Rosstat published data on the use of GDP in the first quarter of 2023


Rosstat data on the use of GDP in the first quarter completes the picture of the sources of economic recovery after the failure of 2022. The slowdown in the decline in GDP, which was 1.8% in the first three months, was facilitated by the recovery of inventories and the growth of government consumption, which offset the sharp contraction in net exports. The factors behind the accelerated growth of the economy in the second quarter are largely related to the state military order, but analysts doubt that they will be able to ensure the 2% GDP growth now expected by the authorities in 2023.

According to Rosstat data released yesterday, the share of spending on final consumption in the structure of GDP use increased significantly over the year – from 65.7% of GDP in the first quarter of 2022 to 76.7% in the first three months of 2023. For households, the indicator increased by 3.8 percentage points (p.p.) – up to 51.9%, for the state – by 7 p.p. – up to 24.1%. The share of gross capital formation increased from 15.9% to 18.8%, including fixed capital accumulation from 13.2% to 15%. The share of inventories increased from 2.7% to 3.8%. At the same time, the share of net exports declined rapidly amid a recovery in imports, from 18.4% to 4.5%.

In annual terms, in the first quarter, final consumption expenditures increased by 3.5% due to an increase in government demand by 13.5%, while household consumption decreased by 0.1% due to a decrease in household demand, mainly for non-food products. Gross capital formation increased by 11.4%, mainly due to the increase in inventories, gross fixed capital formation (investment) increased by 0.6%.

According to Alexander Isakov from Bloomberg Economics, a negative contribution to the dynamics of GDP (a decrease by 1.8% in annual terms) in the first quarter was made by net exports (minus 5.5 p.p.) and the statistical discrepancy – minus 0.5 p.p. The contribution of household consumption and investment was close to zero, and the recovery of inventories (plus 1.8 percentage points) and public sector consumption (plus 2.3 percentage points) kept the economy from falling. “The picture of recovery after the shock is the opposite of that after similar shocks in 2014-2015. At that time, the economy was supported by the growth of net exports, that is, partly by import substitution during fiscal consolidation. Today, the picture is mirrored: the growth of government spending compensates for the losses in GDP from the failure in net exports, including against the backdrop of growing imports. Recovery of stocks is the only element that unites the two pictures of adaptation, ”the economist notes. As a result, restocking was the first and public sector consumption the second reason for the slowdown in the annual decline in the economy compared to the fourth quarter of 2022, offsetting the decline in net exports.

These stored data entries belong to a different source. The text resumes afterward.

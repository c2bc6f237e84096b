use anyhow::{Context, Result};
use colored::Colorize;

use crate::{
    app::{init_config, Config},
    utils::log_info,
    weather::{fetch_with_fallback, Coordinates, OpenWeatherClient, WeatherSnapshot},
};

use super::Commands;

/// Handle CLI subcommands
///
/// Returns `false` when the caller should continue into the chat shell.
pub async fn handle_command(command: &Commands, config: &Config) -> Result<bool> {
    match command {
        Commands::Init => {
            println!("Initializing Agrimate configuration...");
            let path = init_config()?;
            log_info("📝", format!("Config initialized at {}", path.display()));
            println!("Configuration written to {}", path.display().to_string().green());
            Ok(true)
        }
        Commands::Weather { city, lat, lon } => {
            let coords = match (lat, lon) {
                (Some(lat), Some(lon)) => Some(Coordinates { lat: *lat, lon: *lon }),
                _ => None,
            };
            show_weather(config, coords, city.as_deref()).await?;
            Ok(true)
        }
        Commands::Version => {
            show_version();
            Ok(true)
        }
        Commands::Chat => Ok(false),
    }
}

/// Print current conditions for a location, or the default city
pub async fn show_weather(config: &Config, coords: Option<Coordinates>, city: Option<&str>) -> Result<()> {
    let client = OpenWeatherClient::from_config(&config.weather)
        .context("Weather lookup is not configured")?;
    let city = city.unwrap_or(&config.weather.default_city);

    let snapshot = fetch_with_fallback(&client, coords, city)
        .await
        .context("Failed to fetch weather")?;
    println!("{}", format_weather(&snapshot));
    Ok(())
}

/// Show version information
pub fn show_version() {
    println!("Agrimate v{}", env!("CARGO_PKG_VERSION"));
    println!("   A multilingual farming assistant");
}

fn format_weather(snapshot: &WeatherSnapshot) -> String {
    let place = if snapshot.city_name.is_empty() {
        "Unknown location"
    } else {
        snapshot.city_name.as_str()
    };
    format!(
        "{}\n  {:.1}°C, {}\n  Humidity: {:.0}%\n  Wind: {:.1} m/s",
        place.bold(),
        snapshot.temperature,
        snapshot.description,
        snapshot.humidity,
        snapshot.wind_speed_mps
    )
}
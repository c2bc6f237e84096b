use anyhow::{Context, Result};
use colored::Colorize;
use std::sync::Arc;

use crate::{
    app::{load_config, load_config_file, Config},
    cli::{handle_command, Cli},
    responders::{Responder, ResponderFactory},
    utils::log_warn,
    voice::UnsupportedRecognizer,
};

use super::non_interactive::NonInteractiveRunner;
use super::repl::Repl;
use super::shell::Shell;

/// Main runtime orchestrator
pub struct Orchestrator {
    cli: Cli,
    config: Config,
}

impl Orchestrator {
    /// Create a new orchestrator from CLI args
    pub fn new(cli: Cli) -> Result<Self> {
        let mut config = if let Some(config_path) = &cli.config {
            load_config_file(config_path)?
        } else {
            match load_config() {
                Ok(cfg) => cfg,
                Err(e) => {
                    log_warn("⚠️", format!("Failed to load config: {}. Using defaults.", e));
                    eprintln!("⚠️  Failed to load config: {}. Using defaults.", e);
                    Config::default()
                }
            }
        };

        if let Some(locale) = cli.locale {
            config.locale = locale;
        }
        if let Some(kind) = cli.responder {
            config.responder.kind = kind;
        }

        Ok(Self { cli, config })
    }

    pub fn config(&self) -> &Config {
        &self.config
    }

    /// Run the orchestrator
    ///
    /// Returns `false` when a non-interactive answer came back as a failure.
    pub async fn run(self) -> Result<bool> {
        if let Some(command) = &self.cli.command {
            if handle_command(command, &self.config).await? {
                return Ok(true);
            }
        }

        let responder = self.build_responder()?;

        if let Some(prompt) = self.cli.prompt.clone() {
            let runner = NonInteractiveRunner::new(responder, &self.config);
            let result = runner.execute(prompt).await?;
            println!("{}", runner.format_result(&result, self.cli.output_format));
            return Ok(!result.failed);
        }

        println!(
            "🌱 Starting Agrimate ({} responder, {})",
            responder.name().green(),
            self.config.locale.language_name()
        );

        let shell = Shell::new(&self.config, responder, Arc::new(UnsupportedRecognizer));
        Repl::new(shell).run().await?;
        Ok(true)
    }

    fn build_responder(&self) -> Result<Arc<dyn Responder>> {
        ResponderFactory::create(&self.config).with_context(|| {
            format!(
                "Failed to initialize the {:?} responder",
                self.config.responder.kind
            )
        })
    }
}
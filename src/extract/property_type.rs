use regex::Regex;
use std::sync::LazyLock;

use crate::models::PropertyType;

/// Keyword groups in priority order.
static PROPERTY_TYPES: LazyLock<Vec<(Regex, PropertyType)>> = LazyLock::new(|| {
    vec![
        (
            Regex::new(r"(?i)\b(квартир\w*|апартамент\w*|apartments?)\b").unwrap(),
            PropertyType::Apartment,
        ),
        (
            Regex::new(
                r"(?i)\b(коммерц\w*|коммерческ\w*|бизнес\w*|офис\w*|магазин\w*|кафе|ресторан\w*|склад\w*|помещен\w*|торгов\w*|commercial|office|shop|retail|warehouse|business)\b",
            )
            .unwrap(),
            PropertyType::Commercial,
        ),
        (
            Regex::new(
                r"(?i)\b(участ\w*|земл\w*|коттедж\w*|таунхаус\w*|частн\w*\s+дом\w*|дач\w*|house|land|villa|townhouse|plot)\b",
            )
            .unwrap(),
            PropertyType::HouseLand,
        ),
    ]
});

/// Classify a listing by keywords in its title and description.
pub fn classify_property_type(title: &str, description: &str) -> PropertyType {
    let text = format!("{} {}", title, description);
    PROPERTY_TYPES
        .iter()
        .find(|(re, _)| re.is_match(&text))
        .map(|(_, kind)| *kind)
        .unwrap_or(PropertyType::Apartment)
}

Recall that in May, the annual GDP growth rate became positive – 0.6% according to the Ministry of Economy. The authorities increasingly began to predict economic growth for the year, close to 2% (see Kommersant of July 3). Prime Minister Mikhail Mishustin also cited this figure at a meeting with President Vladimir Putin on Tuesday. Meanwhile, analysts of the MMI Telegram channel record that in May “the dynamics of the “military” industries was several times higher than the “civilian” ones, and many “civilian” industries received support from military orders. What will happen to all this production when hostilities are over?” they ask. What happened a sharp jump in wholesale trade from 5% to 14.5% year-on-year they call “oddity, not explained by the base effect.” This factor alone added at least 0.5 percentage points to the 5.5% GDP growth in May. “After such a high performance in May, the GDP estimate for the second quarter is about 5% yoy. Concerns about the reliability of statistics,” economists conclude. The current FocusEconomics consensus forecast is 2.3% economic growth in the second quarter.

Alexander Isakov believes that economic growth in 2023 will be 1.5-1.7%. He expects that the recovery may slow down in the second half of the year due to a decrease in the contribution of budget expenditures to it and a decrease in oil production. This will amplify the negative contribution of net exports and monetary tightening, and slow the recovery in consumption, much of which is financed by credit growth. In June 2023, the “proxy GDP” Composite PMI was still pointing to a growing expansion of business activity at the expense of the services sector. However, analysts are still noticeably more pessimistic – the July consensus forecast for growth this year from FocusEconomics has only been raised from minus 0.8% to 0%.